President and CEO of Coaching Charities LLC, Mr. Kaplan oversees all company operations in his nationally recognized foundation management company.  His company’s function is to promote professional sports teams, individual team members, college teams and players with innovative marketing programs.  He has been called a “Marketing Expert” and “Promotion Whiz”.   His client base consists of many national sports affiliated organizations at the top levels.  He has developed unique marketing programs that attract national media coverage producing direct results.

Mr. Kaplan has served a Vice President of Marketing for the Birmingham Fire of the World League (NFL Europe), First Security Bank of New Mexico and Director of Marketing for the Fiesta Casino & Hotel (Las Vegas), a property owned one time by The Maloof Family.  He also founded and served as Executive Director of Beer Drinkers of America, a national 800,000 member consumer advocacy organization funded by Anheuser-Busch and Miller Brewing Company.

Mr. Kaplan is the architect of the first ever sellout of University Stadium (BYU vs. University of New Mexico football game), which was recognized as “promotion of the year” by the Albuquerque Sports Hall of fame in 1994.  He is a 1987 recipient of the New Mexico Jaycees “Top Ten Young New Mexican” Award and recognized as “Who’s Who in American Universities and Colleges”.  In 1998, he was inducted into the Eastern New Mexico University Athletic Hall of Honor.

Mr. Kaplan is the Founder and past Chairman of the Central New Mexico Susan G. Komen Breast Cancer Foundation. In addition he also served as International President of the Kappa Sigma Fraternity. Mr. Kaplan is a 1985 graduate (B.A. Communications) of Eastern New Mexico University and resides in Albuquerque, New Mexico.

Mr. Kaplan became a Director and the Chief Financial Officer of the Company on January 26, 2008.  On September 9, 2008, Mr. Kaplan resigned these positions as a result of other commitments.
 
 
Mark E. McIlvane: Advisory Board

Mr. McIlvane has many years experience in the telecom distribution, management, manufacturing and telecom software industries.  His responsibilities included financing, marketing, management and monitoring of large projects.  Mr. McIlvane has been in senior positions in such companies as, ACI Telecom, US West Telecom as senior Vice President and General Manager.  In 1991 he moved to a more specialize environment at Envoy Global, Inc. as the Senior Vice President of Sales and Marketing.  From there Mr. McIlvane secured a position as Senior Vice President, North America Sales of Comverse Technologies. His main responsibilities were to introduce new products to North America by using new concepts and marketing ideas for the wireless markets. He also maintained a position at Clarent Corporation as the Executive Vice President of Business operations.  There he managed post IPO growth and restructuring after building the sales organization in EMEA, North America, South and Latin America and Australia.

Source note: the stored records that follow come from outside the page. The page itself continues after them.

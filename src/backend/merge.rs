use std::sync::LazyLock;

use regex::{Captures, Regex};
use serde::Serialize;

use super::parser::Record;

/// Shortest `{...}` run on a single line.
static PLACEHOLDER: LazyLock<Regex> =
    LazyLock::new(|| Regex::new(r"\{(.+?)\}").expect("placeholder pattern is valid"));

const BREAK_MARKER: &str = "<br>";

#[derive(Clone, Debug, Default, PartialEq, Eq, Serialize)]
pub struct MergeResult {
    pub subject: String,
    pub body: String,
}

pub struct TemplateMerger;

impl TemplateMerger {
    /// Fills a template's `Subject` and `Body` from one contact.
    ///
    /// `<br>` in the body becomes a newline before placeholders are filled,
    /// so values are inserted verbatim. Placeholders with no matching key, or
    /// an empty value, are left as written.
    pub fn merge(contact: &Record, template: &Record) -> MergeResult {
        let subject = template.get("Subject").unwrap_or_default();
        let body = template
            .get("Body")
            .unwrap_or_default()
            .replace(BREAK_MARKER, "\n");

        MergeResult {
            subject: fill_placeholders(subject, contact),
            body: fill_placeholders(&body, contact),
        }
    }
}

fn fill_placeholders(text: &str, contact: &Record) -> String {
    PLACEHOLDER
        .replace_all(text, |caps: &Captures<'_>| match contact.get(&caps[1]) {
            Some(value) if !value.is_empty() => value.to_string(),
            _ => caps[0].to_string(),
        })
        .into_owned()
}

In 2001, Mr. McIlvane founded McIlvane Partners, LLC, where he guided his wireless and messaging clients to over $10,000,000 in sales with his leadership and experience of tough telecom markets.

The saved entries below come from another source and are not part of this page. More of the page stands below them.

//! Benchmark comparison tool.
//!
//! Compares two JSON result files and prints a table of retrieval time and
//! document size deltas for every benchmark present in both.
//!
//! Usage: `cargo run --bin bench-compare -- <baseline.json> <candidate.json>`

use embedded_array_benchmarks::schema::{BenchmarkMetrics, BenchmarkReport, BenchmarkResult};
use std::collections::HashMap;

fn main() {
    let args: Vec<String> = std::env::args().collect();
    if args.len() != 3 {
        eprintln!("Usage: {} <baseline.json> <candidate.json>", args[0]);
        std::process::exit(1);
    }

    let baseline = load_report(&args[1]);
    let candidate = load_report(&args[2]);

    let base_map: HashMap<&str, &BenchmarkResult> = baseline
        .results
        .iter()
        .map(|r| (r.benchmark.as_str(), r))
        .collect();

    eprintln!(
        "Baseline: {} ({}, {})",
        args[1], baseline.metadata.timestamp, baseline.metadata.storage
    );
    eprintln!(
        "Candidate: {} ({}, {})",
        args[2], candidate.metadata.timestamp, candidate.metadata.storage
    );
    eprintln!();

    println!(
        "{:<40} | {:>11} | {:>11} | {:>16} | {:>10}",
        "Benchmark", "Base ms", "New ms", "Delta", "Size delta"
    );
    println!("{}", "-".repeat(100));

    let mut matched = 0u32;
    let mut only_cand = 0u32;

    for cand in &candidate.results {
        match base_map.get(cand.benchmark.as_str()) {
            Some(base) => {
                matched += 1;
                println!(
                    "{}",
                    comparison_line(&cand.benchmark, &base.metrics, &cand.metrics)
                );
            }
            None => only_cand += 1,
        }
    }

    let cand_names: Vec<&str> = candidate
        .results
        .iter()
        .map(|r| r.benchmark.as_str())
        .collect();
    let only_base = baseline
        .results
        .iter()
        .filter(|r| !cand_names.contains(&r.benchmark.as_str()))
        .count();

    println!("{}", "-".repeat(100));
    println!(
        "Compared: {} | Baseline only: {} | Candidate only: {}",
        matched, only_base, only_cand
    );
}

fn load_report(path: &str) -> BenchmarkReport {
    let contents = std::fs::read_to_string(path).unwrap_or_else(|e| {
        eprintln!("Error reading {}: {}", path, e);
        std::process::exit(1);
    });
    serde_json::from_str(&contents).unwrap_or_else(|e| {
        eprintln!("Error parsing {}: {}", path, e);
        std::process::exit(1);
    })
}

/// One table row. Runs without read-back have no retrieval time, so only
/// the size delta is shown for them.
fn comparison_line(name: &str, base: &BenchmarkMetrics, cand: &BenchmarkMetrics) -> String {
    let size_delta = match (size_of(base), size_of(cand)) {
        (Some(b), Some(c)) => format!("{:+.1}%", percent_delta(b, c)),
        _ => "-".to_string(),
    };

    let (Some(base_ms), Some(cand_ms)) = (base.retrieval_ms, cand.retrieval_ms) else {
        return format!(
            "{:<40} | {:>11} | {:>11} | {:>16} | {:>10}",
            name, "-", "-", "-", size_delta,
        );
    };
    let delta_pct = percent_delta(base_ms, cand_ms);
    // Lower retrieval time is better
    let hint = if delta_pct < -1.0 {
        "faster"
    } else if delta_pct > 1.0 {
        "slower"
    } else {
        "~same"
    };

    format!(
        "{:<40} | {:>11.3} | {:>11.3} | {:>+7.1}% ({:>6}) | {:>10}",
        name, base_ms, cand_ms, delta_pct, hint, size_delta,
    )
}

fn size_of(m: &BenchmarkMetrics) -> Option<f64> {
    m.avg_size_bytes.or(m.size_bytes.map(|s| s as f64))
}

fn percent_delta(base: f64, cand: f64) -> f64 {
    if base > 0.0 {
        ((cand - base) / base) * 100.0
    } else {
        0.0
    }
}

 In 2003, Mr. McIlvane was given the title of President and CEO for Personeta, Inc., where he took over an early stage manufacturing company which was under funded and raised $25,000,000 and directed sales growth to 8+ million with a strong management of distribution evolution.
 
Kevin F. Delaney: Advisory Board

Mr. Delaney has served 34 years in the United States Navy.  As a Vietnam Veteran he flew 700 combat missions and had six command tours with two award winning aviation squadrons, an aircraft wing, Naval Air Station Jacksonville (which under his command was selected from 178 Navy bases worldwide for the Commander-in-Chief’s  Installation Excellence Award as the Navy’s best shore installation) and was Commander, Naval Shore Activities, U.S. Atlantic Fleet.  Just prior to his retirement, Mr. Delaney served as the Navy’s Regional Commander for the Southeastern United States and the Caribbean. He was responsible for over 40 commands including 14 major naval installations including 4 hospitals. Rear Admiral Delaney retired from the navy in 1998.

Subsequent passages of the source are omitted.